Performance Insulation and Predictability for Shared Cluster Storage Greg Ganger, Carnegie Mellon University This research explores design and implementation strategies for insulating the performance of high-end computing applications sharing a cluster storage system. In particular, such sharing should not cause unexpected inefficiency. While each application may see lower performance, due to only getting a fraction of the total attention of the I/O system, none should see less work accomplished than the fraction it receives. Ideally, no I/O resources should be wasted due to interference between applications, and the I/O performance achieved by a set of applications should be predictable fractions of their non-sharing performance.
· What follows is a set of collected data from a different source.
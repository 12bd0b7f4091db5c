use regex::Regex;
use std::sync::LazyLock;

static FENCED_BLOCK: LazyLock<Regex> =
    LazyLock::new(|| Regex::new(r"```(?:json)?\s*([\s\S]*?)\s*```").expect("fenced block pattern"));

/// Pulls the JSON payload out of free-form model output.
///
/// A fenced code block wins. Otherwise the text between the first `{` or `[`
/// and the last matching closer is returned. If neither applies the input
/// is handed back untouched so the JSON parser can report the problem.
pub fn extract_json_block(text: &str) -> &str {
    if let Some(content) = FENCED_BLOCK
        .captures(text)
        .and_then(|captures| captures.get(1))
        .map(|content| content.as_str())
        .filter(|content| !content.is_empty())
    {
        return content.trim();
    }

    let start = match (text.find('{'), text.find('[')) {
        (Some(brace), Some(bracket)) => brace.min(bracket),
        (Some(brace), None) => brace,
        (None, Some(bracket)) => bracket,
        (None, None) => return text,
    };

    let closer = if text[start..].starts_with('{') { '}' } else { ']' };
    match text.rfind(closer) {
        Some(end) if end > start => text[start..=end].trim(),
        _ => text,
    }
}

#[cfg(test)]
mod tests {
    use super::*;

    #[test]
    fn prefers_fenced_block() {
        let text = "Here you go:\n```json\n{\"triplets\": []}\n```\nAnything else? {oops}";
        assert_eq!(extract_json_block(text), "{\"triplets\": []}");
    }

    #[test]
    fn accepts_untagged_fence() {
        let text = "```\n[1, 2]\n```";
        assert_eq!(extract_json_block(text), "[1, 2]");
    }

    #[test]
    fn falls_back_to_outer_braces() {
        let text = "Reasoning first... {\"result\": {\"nodes\": []}} trailing words";
        assert_eq!(extract_json_block(text), "{\"result\": {\"nodes\": []}}");
    }

    #[test]
    fn picks_whichever_opener_comes_first() {
        let text = "chain of thought\n[{\"hasAgent\": {}}]\nthat's all";
        assert_eq!(extract_json_block(text), "[{\"hasAgent\": {}}]");
    }

    #[test]
    fn returns_input_when_nothing_matches() {
        assert_eq!(extract_json_block("no json here"), "no json here");
        assert_eq!(extract_json_block("} backwards {"), "} backwards {");
    }
}
impl GraphModel {
    /// Parses raw extraction output (possibly wrapped in prose or a fenced
    /// block), detects its shape and returns an acyclic model.
    pub fn from_json(text: &str) -> Result<Self> {
        Self::from_json_with_format(text).map(|(model, _)| model)
    }

    pub fn from_json_with_format(text: &str) -> Result<(Self, SourceFormat)> {
        let block = extract_json_block(text);
        let value: Value =
            serde_json::from_str(block).context("extraction output is not valid JSON")?;
        Self::from_value(value)
    }

    pub fn from_value(value: Value) -> Result<(Self, SourceFormat)> {
        let object = match value {
            Value::Array(items) => {
                let items = Value::Array(items);
                if let Ok(events) = Vec::<CausalEvent>::deserialize(&items) {
                    return Ok((Self::from_causal_events(&events), SourceFormat::CausalEvents));
                }
                let triplets = Vec::<Triplet>::deserialize(&items)
                    .context("array is neither a causal event list nor a triplet list")?;
                return Ok((Self::from_triplets(&triplets), SourceFormat::Triplets));
            }
            Value::Object(object) => object,
            other => bail!("extraction output must be a JSON object or array, found {}", kind_of(&other)),
        };

        if let Some(events) = object.get("causalEvents").filter(|events| events.is_array()) {
            match Vec::<CausalEvent>::deserialize(events) {
                Ok(events) => return Ok((Self::from_causal_events(&events), SourceFormat::CausalEvents)),
                Err(err) => debug!("causalEvents does not match the event schema: {err}"),
            }
        }

        let value = Value::Object(object);
        if value.get("result").is_some() {
            let document = GraphDocument::deserialize(&value).context("invalid 'result' graph")?;
            return Ok((Self::from_raw_graph(document.result), SourceFormat::Graph));
        }
        if value.get("kb").is_some() {
            let document =
                KnowledgeBaseDocument::deserialize(&value).context("invalid 'kb' knowledge base")?;
            let triplets = knowledge_base_triplets(&document.kb);
            return Ok((Self::from_triplets(&triplets), SourceFormat::KnowledgeBase));
        }
        if value.get("triplets").is_some() {
            let document = TripletDocument::deserialize(&value).context("invalid 'triplets' list")?;
            return Ok((Self::from_triplets(&document.triplets), SourceFormat::Triplets));
        }
        if value.get("nodes").is_some() {
            let graph = RawGraph::deserialize(&value).context("invalid node/edge graph")?;
            return Ok((Self::from_raw_graph(graph), SourceFormat::Graph));
        }

        Err(anyhow!(
            "invalid JSON structure: the root key must be 'result', 'triplets' or 'kb', or an array of causal events"
        ))
    }

    pub fn from_triplets(triplets: &[Triplet]) -> Self {
        let mut nodes: Vec<Node> = Vec::new();
        let mut seen: HashSet<String> = HashSet::new();
        let mut edges = Vec::new();

        for (index, triplet) in triplets.iter().enumerate() {
            let subject = entity_label(triplet.s.as_ref());
            let object = entity_label(triplet.o.as_ref());

            for (label, entity) in [(subject, triplet.s.as_ref()), (object, triplet.o.as_ref())] {
                let Some(label) = label else {
                    continue;
                };
                if seen.insert(label.to_string()) {
                    let kind = entity
                        .and_then(|entity| entity.kind.clone())
                        .filter(|kind| !kind.is_empty())
                        .unwrap_or_else(|| DEFAULT_NODE_KIND.to_string());
                    nodes.push(
                        Node::new(label, label, kind)
                            .with_provenance(triplet.source_quote.clone(), triplet.source_lines.clone()),
                    );
                }
            }

            let predicate = triplet.p.as_deref().filter(|p| !p.is_empty());
            if let (Some(subject), Some(object), Some(predicate)) = (subject, object, predicate) {
                edges.push(
                    Edge::new(format!("e-{index}-{subject}-{object}"), subject, object).with_label(predicate),
                );
            }
        }

        Self::finish(None, nodes, edges)
    }

    fn from_raw_graph(graph: RawGraph) -> Self {
        let nodes: Vec<Node> = graph
            .nodes
            .into_iter()
            .map(|raw| {
                let label = raw.label.unwrap_or_else(|| raw.id.clone());
                let kind = raw
                    .kind
                    .filter(|kind| !kind.is_empty())
                    .unwrap_or_else(|| DEFAULT_NODE_KIND.to_string());
                Node::new(raw.id, label, kind).with_provenance(raw.source_quote, raw.source_lines)
            })
            .collect();

        let mut edges = Vec::new();
        for (index, raw) in graph.edges.into_iter().enumerate() {
            let (Some(source), Some(target)) = (
                raw.source.filter(|s| !s.is_empty()),
                raw.target.filter(|t| !t.is_empty()),
            ) else {
                warn!(index, "dropping edge without both endpoints");
                continue;
            };
            let id = raw.id.unwrap_or_else(|| format!("e-{index}-{source}-{target}"));
            edges.push(Edge {
                id,
                source,
                target,
                label: raw.label,
                strength: raw.strength,
                nature: raw.nature,
            });
        }

        let title = graph
            .title
            .filter(|title| !title.trim().is_empty())
            .unwrap_or_else(|| DEFAULT_GRAPH_TITLE.to_string());
        Self::finish(Some(title), nodes, edges)
    }

    pub fn from_causal_events(events: &[CausalEvent]) -> Self {
        let mut nodes: Vec<Node> = Vec::new();
        let mut seen: HashSet<String> = HashSet::new();
        let mut edges = Vec::new();

        for (index, event) in events.iter().enumerate() {
            let lines = event
                .source_lines
                .clone()
                .unwrap_or_else(|| CAUSAL_FALLBACK_LINES.to_string());
            let agent = event.has_agent.label.as_str();
            let affected = event.has_affected_entity.label.as_str();

            for (label, kind) in [(agent, AGENT_KIND), (affected, AFFECTED_KIND)] {
                if label.is_empty() || !seen.insert(label.to_string()) {
                    continue;
                }
                nodes.push(
                    Node::new(label, label, kind)
                        .with_provenance(Some(event.supporting_quote.clone()), Some(lines.clone())),
                );
            }

            if agent.is_empty() || affected.is_empty() {
                continue;
            }
            let relationship = event.has_causal_relationship.as_str();
            let label = relationship.replacen("cajal:", "", 1);
            let mut edge = Edge::new(format!("e-{index}-{agent}-{affected}"), agent, affected).with_label(label);
            edge.strength = Some(event.relation_qualifier.strength());
            edge.nature = Some(relationship_nature(relationship));
            edges.push(edge);
        }

        Self::finish(None, nodes, edges)
    }

    /// Drops edges with unknown endpoints, marks nodes that have outgoing
    /// edges and removes back edges.
    fn finish(title: Option<String>, mut nodes: Vec<Node>, edges: Vec<Edge>) -> Self {
        let (edges, dangling): (Vec<Edge>, Vec<Edge>) = {
            let known: HashSet<&str> = nodes.iter().map(|node| node.id.as_str()).collect();
            edges
                .into_iter()
                .partition(|edge| known.contains(edge.source.as_str()) && known.contains(edge.target.as_str()))
        };
        for edge in &dangling {
            warn!(edge = %edge.id, "dropping edge {} -> {} with unknown endpoint", edge.source, edge.target);
        }

        let sources: HashSet<String> = edges.iter().map(|edge| edge.source.clone()).collect();
        for node in &mut nodes {
            node.has_children = sources.contains(&node.id);
        }

        let edges = break_cycles(&nodes, &edges);
        debug!(nodes = nodes.len(), edges = edges.len(), "built graph model");
        Self { title, nodes, edges }
    }

    pub fn node(&self, id: &str) -> Option<&Node> {
        self.nodes.iter().find(|node| node.id == id)
    }

    /// Ids of every node reachable from `id`, in breadth-first order.
    pub fn descendants(&self, id: &str) -> Vec<String> {
        descendants(id, &self.edges)
    }

    pub fn layout(&self, direction: Direction, config: &LayoutConfig) -> Layout {
        layout(&self.nodes, &self.edges, direction, config)
    }
}

/// Ids of every node reachable from `id` over `edges`, in breadth-first
/// order. `id` itself is included only when it lies on a cycle.
pub fn descendants(id: &str, edges: &[Edge]) -> Vec<String> {
    let mut children: HashMap<&str, Vec<&str>> = HashMap::new();
    for edge in edges {
        children.entry(edge.source.as_str()).or_default().push(edge.target.as_str());
    }

    let mut found: Vec<String> = Vec::new();
    let mut seen: HashSet<&str> = HashSet::new();
    let mut queue: VecDeque<&str> = VecDeque::from([id]);

    while let Some(current) = queue.pop_front() {
        for &child in children.get(current).map(Vec::as_slice).unwrap_or(&[]) {
            if seen.insert(child) {
                found.push(child.to_string());
                queue.push_back(child);
            }
        }
    }

    found
}

fn entity_label(entity: Option<&EntityRef>) -> Option<&str> {
    entity
        .and_then(|entity| entity.label.as_deref())
        .filter(|label| !label.is_empty())
}

/// Turns related-concept links of a knowledge base into triplets. Links to
/// concepts that are not in the base are skipped.
pub fn knowledge_base_triplets(concepts: &[KnowledgeBaseConcept]) -> Vec<Triplet> {
    let by_id: HashMap<&str, &KnowledgeBaseConcept> =
        concepts.iter().map(|concept| (concept.c_id.as_str(), concept)).collect();

    let mut triplets = Vec::new();
    for concept in concepts {
        let quote = concept
            .k_nug
            .first()
            .and_then(|nugget| nugget.s_quo.clone())
            .filter(|quote| !quote.is_empty())
            .unwrap_or_else(|| KB_FALLBACK_QUOTE.to_string());

        for relation in &concept.r_con {
            let Some(target) = by_id.get(relation.c_id.as_str()) else {
                continue;
            };
            triplets.push(Triplet {
                s: Some(EntityRef {
                    label: Some(concept.c_con.clone()),
                    kind: concept.c_rel.clone(),
                }),
                p: Some(relation.typ.clone()),
                o: Some(EntityRef {
                    label: Some(target.c_con.clone()),
                    kind: target.c_rel.clone(),
                }),
                source_quote: Some(quote.clone()),
                source_lines: Some(KB_FALLBACK_LINES.to_string()),
            });
        }
    }
    triplets
}

fn kind_of(value: &Value) -> &'static str {
    match value {
        Value::Null => "null",
        Value::Bool(_) => "a boolean",
        Value::Number(_) => "a number",
        Value::String(_) => "a string",
        Value::Array(_) => "an array",
        Value::Object(_) => "an object",
    }
}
Unfortunately, neither is true of most storage systems, complicating administration and penalizing those that share storage infrastructures. Accomplishing the desired insulation and predictability requires cache management, disk layout, disk scheduling, and storage-node selection policies that explicitly avoid interference. This research combines and builds on techniques from database systems (e.g., access pattern shaping and query-specific cache management) and storage/file systems (e.g., disk scheduling and storage-node selection). Two specific techniques are: (1) Using prefetching and write-back that is aware of the applications associated with data and requests, efficiency-reducing interleaving can be avoided; (2) Partitioning the cache space based on per-workload benefits, determined by recognizing each workload's access pattern, one application's data cannot get an unbounded footprint in the storage server cache.